Given data START

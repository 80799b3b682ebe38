//! Telegram connection config: token and optional Bot API URL.
//! Loaded from BOT_TOKEN and TELEGRAM_API_URL (or TELOXIDE_API_URL).

use anyhow::{Context, Result};
use std::env;

#[derive(Debug, Clone)]
pub struct TelegramConfig {
    /// BOT_TOKEN
    pub bot_token: String,
    /// TELEGRAM_API_URL or TELOXIDE_API_URL
    pub telegram_api_url: Option<String>,
}

impl TelegramConfig {
    /// Loads from environment variables. `token` overrides BOT_TOKEN if provided.
    pub fn load(token: Option<String>) -> Result<Self> {
        let bot_token = match token {
            Some(token) => token,
            None => env::var("BOT_TOKEN").context("BOT_TOKEN not set")?,
        };
        let telegram_api_url = env::var("TELEGRAM_API_URL")
            .or_else(|_| env::var("TELOXIDE_API_URL"))
            .ok();
        Ok(Self {
            bot_token,
            telegram_api_url,
        })
    }

    /// Builds with the given token and the default Bot API URL.
    pub fn with_token(bot_token: String) -> Self {
        Self {
            bot_token,
            telegram_api_url: None,
        }
    }

    /// Fails if the token is blank or the API URL is set but not a valid URL.
    pub fn validate(&self) -> Result<()> {
        if self.bot_token.trim().is_empty() {
            anyhow::bail!("BOT_TOKEN is empty");
        }
        if let Some(ref url_str) = self.telegram_api_url {
            if reqwest::Url::parse(url_str).is_err() {
                anyhow::bail!(
                    "TELEGRAM_API_URL (or TELOXIDE_API_URL) is set but not a valid URL: {}",
                    url_str
                );
            }
        }
        Ok(())
    }

    /// Creates the teloxide Bot, pointed at the custom API URL when one is configured.
    pub fn build_bot(&self) -> Result<teloxide::Bot> {
        let bot = teloxide::Bot::new(self.bot_token.clone());
        match self.telegram_api_url {
            Some(ref url_str) => {
                let url = reqwest::Url::parse(url_str)
                    .with_context(|| format!("Invalid TELEGRAM_API_URL: {}", url_str))?;
                Ok(bot.set_api_url(url))
            }
            None => Ok(bot),
        }
    }
}

#[cfg(test)]
mod tests {
    use super::*;
    use serial_test::serial;

    #[test]
    fn test_with_token() {
        let config = TelegramConfig::with_token("test_token".to_string());
        assert_eq!(config.bot_token, "test_token");
        assert!(config.telegram_api_url.is_none());
        assert!(config.validate().is_ok());
    }

    #[test]
    #[serial]
    fn test_load_prefers_override_token() {
        env::set_var("BOT_TOKEN", "env_token");
        env::remove_var("TELEGRAM_API_URL");
        env::set_var("TELOXIDE_API_URL", "http://localhost:8081");

        let config = TelegramConfig::load(Some("override_token".to_string())).unwrap();

        assert_eq!(config.bot_token, "override_token");
        assert_eq!(config.telegram_api_url.as_deref(), Some("http://localhost:8081"));

        env::remove_var("TELOXIDE_API_URL");
    }

    #[test]
    #[serial]
    fn test_load_without_token_fails() {
        env::remove_var("BOT_TOKEN");
        assert!(TelegramConfig::load(None).is_err());
    }

    #[test]
    fn test_validate_rejects_invalid_url() {
        let config = TelegramConfig {
            bot_token: "t".to_string(),
            telegram_api_url: Some("not-a-valid-url".to_string()),
        };
        assert!(config.validate().is_err());
        assert!(config.build_bot().is_err());
    }

    #[test]
    fn test_build_bot_with_custom_url() {
        let config = TelegramConfig {
            bot_token: "123:test".to_string(),
            telegram_api_url: Some("http://localhost:8081/".to_string()),
        };
        let bot = config.build_bot().unwrap();
        assert_eq!(bot.api_url().as_str(), "http://localhost:8081/");
    }
}
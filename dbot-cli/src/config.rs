//! BotConfig: Telegram connection + log file + image provider + encyclopedia settings. Loaded from env.

use anyhow::{Context, Result};
use dbot_telegram::TelegramConfig;
use image_generation_client::{
    ImageGenerationClient, DEFAULT_BASE_URL, DEFAULT_IMAGE_SIZE, DEFAULT_MAX_ATTEMPTS,
};
use std::env;
use std::path::{Path, PathBuf};
use std::str::FromStr;
use std::time::Duration;
use wiki_client::DEFAULT_LANG;

const DEFAULT_LOG_FILE: &str = "logs/dbot.log";
const DEFAULT_POLL_DELAY_SECS: u64 = 10;

/// Image provider settings.
#[derive(Debug, Clone)]
pub struct ImageConfig {
    /// FUSIONBRAIN_API_KEY
    pub api_key: String,
    /// FUSIONBRAIN_SECRET_KEY
    pub secret_key: String,
    /// FUSIONBRAIN_API_URL
    pub api_url: String,
    /// IMAGE_POLL_ATTEMPTS
    pub poll_attempts: u32,
    /// IMAGE_POLL_DELAY_SECS
    pub poll_delay_secs: u64,
    /// IMAGE_WIDTH
    pub width: u32,
    /// IMAGE_HEIGHT
    pub height: u32,
    /// IMAGE_WORK_DIR: holds generated images until they are uploaded
    pub work_dir: PathBuf,
}

impl ImageConfig {
    pub fn from_env() -> Result<Self> {
        Ok(Self {
            api_key: env::var("FUSIONBRAIN_API_KEY").context("FUSIONBRAIN_API_KEY not set")?,
            secret_key: env::var("FUSIONBRAIN_SECRET_KEY")
                .context("FUSIONBRAIN_SECRET_KEY not set")?,
            api_url: env::var("FUSIONBRAIN_API_URL").unwrap_or_else(|_| DEFAULT_BASE_URL.to_string()),
            poll_attempts: env_or("IMAGE_POLL_ATTEMPTS", DEFAULT_MAX_ATTEMPTS)?,
            poll_delay_secs: env_or("IMAGE_POLL_DELAY_SECS", DEFAULT_POLL_DELAY_SECS)?,
            width: env_or("IMAGE_WIDTH", DEFAULT_IMAGE_SIZE)?,
            height: env_or("IMAGE_HEIGHT", DEFAULT_IMAGE_SIZE)?,
            work_dir: env::var("IMAGE_WORK_DIR")
                .map(PathBuf::from)
                .unwrap_or_else(|_| PathBuf::from(".")),
        })
    }

    pub fn validate(&self) -> Result<()> {
        if self.api_key.trim().is_empty() || self.secret_key.trim().is_empty() {
            anyhow::bail!("FUSIONBRAIN_API_KEY and FUSIONBRAIN_SECRET_KEY must not be empty");
        }
        if reqwest::Url::parse(&self.api_url).is_err() {
            anyhow::bail!("FUSIONBRAIN_API_URL is not a valid URL: {}", self.api_url);
        }
        if self.poll_attempts == 0 {
            anyhow::bail!("IMAGE_POLL_ATTEMPTS must be at least 1");
        }
        if self.width == 0 || self.height == 0 {
            anyhow::bail!(
                "IMAGE_WIDTH and IMAGE_HEIGHT must be positive (got {}x{})",
                self.width,
                self.height
            );
        }
        Ok(())
    }

    pub fn build_client(&self) -> ImageGenerationClient {
        ImageGenerationClient::new(self.api_key.clone(), self.secret_key.clone())
            .with_base_url(self.api_url.clone())
            .with_size(self.width, self.height)
            .with_poll(self.poll_attempts, Duration::from_secs(self.poll_delay_secs))
    }
}

/// Full bot config. Use BotConfig::load() then validate() before init.
pub struct BotConfig {
    pub telegram: TelegramConfig,
    /// LOG_FILE
    pub log_file: String,
    pub image: ImageConfig,
    /// WIKI_LANG: Wikipedia language edition
    pub wiki_lang: String,
}

impl BotConfig {
    /// Load full config from environment variables. If `token` is provided it overrides BOT_TOKEN.
    pub fn load(token: Option<String>) -> Result<Self> {
        let telegram = TelegramConfig::load(token)?;
        let log_file = env::var("LOG_FILE").unwrap_or_else(|_| DEFAULT_LOG_FILE.to_string());
        let image = ImageConfig::from_env()?;
        let wiki_lang = env::var("WIKI_LANG").unwrap_or_else(|_| DEFAULT_LANG.to_string());
        Ok(Self {
            telegram,
            log_file,
            image,
            wiki_lang,
        })
    }

    /// Validate config. Call after load() to fail fast before init.
    pub fn validate(&self) -> Result<()> {
        self.telegram.validate()?;
        self.image.validate()?;
        if self.wiki_lang.is_empty()
            || !self
                .wiki_lang
                .chars()
                .all(|c| c.is_ascii_alphanumeric() || c == '-')
        {
            anyhow::bail!("WIKI_LANG is not a language code: {:?}", self.wiki_lang);
        }
        Ok(())
    }

    pub fn bot_token(&self) -> &str {
        &self.telegram.bot_token
    }
    pub fn telegram_api_url(&self) -> Option<&str> {
        self.telegram.telegram_api_url.as_deref()
    }
    pub fn log_file(&self) -> &str {
        &self.log_file
    }
    pub fn image(&self) -> &ImageConfig {
        &self.image
    }
    pub fn image_work_dir(&self) -> &Path {
        &self.image.work_dir
    }
    pub fn wiki_lang(&self) -> &str {
        &self.wiki_lang
    }
}

/// Reads `name` and parses it, or returns `default` when unset.
fn env_or<T>(name: &str, default: T) -> Result<T>
where
    T: FromStr,
    T::Err: std::fmt::Display,
{
    match env::var(name) {
        Ok(raw) => raw
            .trim()
            .parse()
            .map_err(|e| anyhow::anyhow!("{} has invalid value {:?}: {}", name, raw, e)),
        Err(_) => Ok(default),
    }
}

#[cfg(test)]
mod tests {
    use super::*;
    use serial_test::serial;

    const OPTIONAL_VARS: &[&str] = &[
        "TELEGRAM_API_URL",
        "TELOXIDE_API_URL",
        "LOG_FILE",
        "FUSIONBRAIN_API_URL",
        "IMAGE_POLL_ATTEMPTS",
        "IMAGE_POLL_DELAY_SECS",
        "IMAGE_WIDTH",
        "IMAGE_HEIGHT",
        "IMAGE_WORK_DIR",
        "WIKI_LANG",
    ];

    fn set_required() {
        for name in OPTIONAL_VARS {
            env::remove_var(name);
        }
        env::set_var("BOT_TOKEN", "test_token");
        env::set_var("FUSIONBRAIN_API_KEY", "test_api_key");
        env::set_var("FUSIONBRAIN_SECRET_KEY", "test_secret_key");
    }

    #[test]
    #[serial]
    fn test_load_config_with_defaults() {
        set_required();

        let config = BotConfig::load(None).unwrap();

        assert_eq!(config.bot_token(), "test_token");
        assert!(config.telegram_api_url().is_none());
        assert_eq!(config.log_file(), "logs/dbot.log");
        assert_eq!(config.image().api_url, "https://api-key.fusionbrain.ai/");
        assert_eq!(config.image().poll_attempts, 10);
        assert_eq!(config.image().poll_delay_secs, 10);
        assert_eq!((config.image().width, config.image().height), (1024, 1024));
        assert_eq!(config.image_work_dir(), Path::new("."));
        assert_eq!(config.wiki_lang(), "ru");
        assert!(config.validate().is_ok());
    }

    #[test]
    #[serial]
    fn test_load_config_with_custom_values() {
        set_required();
        env::set_var("LOG_FILE", "/tmp/dbot-test.log");
        env::set_var("FUSIONBRAIN_API_URL", "http://localhost:9000/");
        env::set_var("IMAGE_POLL_ATTEMPTS", "3");
        env::set_var("IMAGE_POLL_DELAY_SECS", "1");
        env::set_var("IMAGE_WIDTH", "512");
        env::set_var("IMAGE_HEIGHT", "768");
        env::set_var("IMAGE_WORK_DIR", "/tmp/dbot-images");
        env::set_var("WIKI_LANG", "en");

        let config = BotConfig::load(None).unwrap();

        assert_eq!(config.log_file(), "/tmp/dbot-test.log");
        assert_eq!(config.image().poll_attempts, 3);
        assert_eq!(config.image().poll_delay_secs, 1);
        assert_eq!((config.image().width, config.image().height), (512, 768));
        assert_eq!(config.image_work_dir(), Path::new("/tmp/dbot-images"));
        assert_eq!(config.wiki_lang(), "en");

        let client = config.image().build_client();
        assert_eq!(client.base_url(), "http://localhost:9000/");

        for name in OPTIONAL_VARS {
            env::remove_var(name);
        }
    }

    #[test]
    #[serial]
    fn test_load_config_with_override_token() {
        set_required();

        let config = BotConfig::load(Some("override_token".to_string())).unwrap();

        assert_eq!(config.bot_token(), "override_token");
    }

    #[test]
    #[serial]
    fn test_missing_provider_key_fails() {
        set_required();
        env::remove_var("FUSIONBRAIN_SECRET_KEY");

        assert!(BotConfig::load(None).is_err());
    }

    #[test]
    #[serial]
    fn test_non_numeric_poll_attempts_fails() {
        set_required();
        env::set_var("IMAGE_POLL_ATTEMPTS", "ten");

        assert!(BotConfig::load(None).is_err());

        env::remove_var("IMAGE_POLL_ATTEMPTS");
    }

    #[test]
    #[serial]
    fn test_validate_rejects_zero_values() {
        set_required();
        env::set_var("IMAGE_POLL_ATTEMPTS", "0");
        let config = BotConfig::load(None).unwrap();
        assert!(config.validate().is_err());

        env::set_var("IMAGE_POLL_ATTEMPTS", "2");
        env::set_var("IMAGE_WIDTH", "0");
        let config = BotConfig::load(None).unwrap();
        assert!(config.validate().is_err());

        env::remove_var("IMAGE_POLL_ATTEMPTS");
        env::remove_var("IMAGE_WIDTH");
    }

    #[test]
    #[serial]
    fn test_validate_telegram_api_url_invalid() {
        set_required();
        env::set_var("TELEGRAM_API_URL", "not-a-valid-url");

        let config = BotConfig::load(None).unwrap();
        assert!(config.validate().is_err());

        env::remove_var("TELEGRAM_API_URL");
    }

    #[test]
    #[serial]
    fn test_validate_provider_url_invalid() {
        set_required();
        env::set_var("FUSIONBRAIN_API_URL", "::nope::");

        let config = BotConfig::load(None).unwrap();
        assert!(config.validate().is_err());

        env::remove_var("FUSIONBRAIN_API_URL");
    }
}
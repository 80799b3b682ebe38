//! CLI parser and config loading.

use anyhow::Result;
use clap::{Parser, Subcommand};

use crate::config::BotConfig;

#[derive(Parser)]
#[command(name = "dbot")]
#[command(about = "Telegram bot: image generation, Wikipedia lookup, usage stats", long_about = None)]
#[command(version)]
pub struct Cli {
    #[command(subcommand)]
    pub command: Commands,
}

#[derive(Subcommand)]
pub enum Commands {
    /// Run the Telegram bot (config from env; token can override BOT_TOKEN).
    Run {
        #[arg(short, long)]
        token: Option<String>,
    },
}

/// Load BotConfig from environment. If `token` is provided it overrides BOT_TOKEN.
pub fn load_config(token: Option<String>) -> Result<BotConfig> {
    BotConfig::load(token)
}
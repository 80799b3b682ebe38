//! Per-chat dialog state. Each chat has its own async mutex; a turn holds it from start to finish,
//! so turns of one chat never interleave while other chats proceed.

use std::collections::HashMap;
use std::sync::Arc;
use tokio::sync::{Mutex, RwLock};

/// What the next message from a chat means.
#[derive(Debug, Clone, Copy, Default, PartialEq, Eq)]
pub enum DialogState {
    #[default]
    Idle,
    AwaitingImagePrompt,
    AwaitingWikiQuery,
}

#[derive(Clone, Default)]
pub struct DialogStateStore {
    states: Arc<RwLock<HashMap<i64, Arc<Mutex<DialogState>>>>>,
}

impl DialogStateStore {
    pub fn new() -> Self {
        Self::default()
    }

    /// Returns the state slot of `chat_id`, creating an `Idle` one on first use.
    pub async fn slot(&self, chat_id: i64) -> Arc<Mutex<DialogState>> {
        if let Some(slot) = self.states.read().await.get(&chat_id) {
            return slot.clone();
        }
        self.states
            .write()
            .await
            .entry(chat_id)
            .or_default()
            .clone()
    }

    /// Snapshot of the current state (waits for a running turn of that chat).
    pub async fn get(&self, chat_id: i64) -> DialogState {
        *self.slot(chat_id).await.lock().await
    }
}
//! # dialog-handlers
//!
//! Conversation logic of the bot: [`MenuDispatcher`] drives a small per-chat state machine
//! (menu → prompt → action), [`ImageGenerationFlow`] runs the text-to-image pipeline,
//! [`UsageStore`] counts successful actions per user.

mod dispatcher;
mod image_flow;
mod logging;
pub mod menu;
mod state;
mod usage;

pub use dispatcher::MenuDispatcher;
pub use image_flow::{ImageFlowOutcome, ImageGenerationFlow};
pub use logging::LoggingHandler;
pub use menu::MenuCommand;
pub use state::{DialogState, DialogStateStore};
pub use usage::{UsageAction, UsageRecord, UsageStore};
//! # dbot-cli
//!
//! CLI parsing, env config loading and application wiring for the `dbot` binary.

pub mod app;
pub mod cli;
pub mod config;

pub use app::run_bot;
pub use cli::{load_config, Cli, Commands};
pub use config::{BotConfig, ImageConfig};
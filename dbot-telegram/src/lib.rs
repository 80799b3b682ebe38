//! # dbot-telegram
//!
//! Telegram layer: teloxide adapters, [`dbot_core::Bot`] implementation, connection config, REPL runner.
//! Handles only Telegram connectivity and handler-chain execution; dialog logic lives in `dialog-handlers`.

mod adapters;
mod bot_adapter;
mod config;
mod runner;

pub use adapters::{TelegramMessageWrapper, TelegramUserWrapper};
pub use bot_adapter::TelegramBotAdapter;
pub use config::TelegramConfig;
pub use runner::run_repl;
//! Wiring: builds the bot, clients and handler chain from BotConfig and runs the REPL.

use anyhow::{Context, Result};
use dbot_core::{init_tracing, Bot};
use dbot_telegram::{run_repl, TelegramBotAdapter};
use dialog_handlers::{ImageGenerationFlow, LoggingHandler, MenuDispatcher, UsageStore};
use handler_chain::HandlerChain;
use image_generation_client::mask_secret;
use std::sync::Arc;
use tracing::info;
use wiki_client::WikiClient;

use crate::config::BotConfig;

/// Initializes logging, wires components and polls Telegram until stopped.
pub async fn run_bot(config: BotConfig) -> Result<()> {
    init_tracing(config.log_file())?;
    info!(
        log_file = %config.log_file(),
        image_api_url = %config.image().api_url,
        image_api_key = %mask_secret(&config.image().api_key),
        wiki_lang = %config.wiki_lang(),
        "Starting dbot"
    );

    let teloxide_bot = config.telegram.build_bot()?;
    let bot: Arc<dyn Bot> = Arc::new(TelegramBotAdapter::new(teloxide_bot.clone()));

    let work_dir = config.image_work_dir().to_path_buf();
    tokio::fs::create_dir_all(&work_dir)
        .await
        .with_context(|| format!("create image work dir {}", work_dir.display()))?;

    let images = ImageGenerationFlow::new(
        Arc::new(config.image().build_client()),
        bot.clone(),
        work_dir,
    );
    let wiki = Arc::new(WikiClient::new(config.wiki_lang()));
    let dispatcher = MenuDispatcher::new(bot, images, wiki, UsageStore::new());

    let chain = HandlerChain::new()
        .add_handler(Arc::new(LoggingHandler))
        .add_handler(Arc::new(dispatcher));

    info!(handlers = chain.len(), "Handler chain ready, starting polling");
    run_repl(teloxide_bot, chain).await
}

Given data END

## Work to complete
From the records above, copy out the line with "init_tracing(config.log_file())?;", the line with "let bot: Arc<dyn", and every line between them, word for word.

## Written solution
    init_tracing(config.log_file())?;
    info!(
        log_file = %config.log_file(),
        image_api_url = %config.image().api_url,
        image_api_key = %mask_secret(&config.image().api_key),
        wiki_lang = %config.wiki_lang(),
        "Starting dbot"
    );

    let teloxide_bot = config.telegram.build_bot()?;
    let bot: Arc<dyn Bot> = Arc::new(TelegramBotAdapter::new(teloxide_bot.clone()));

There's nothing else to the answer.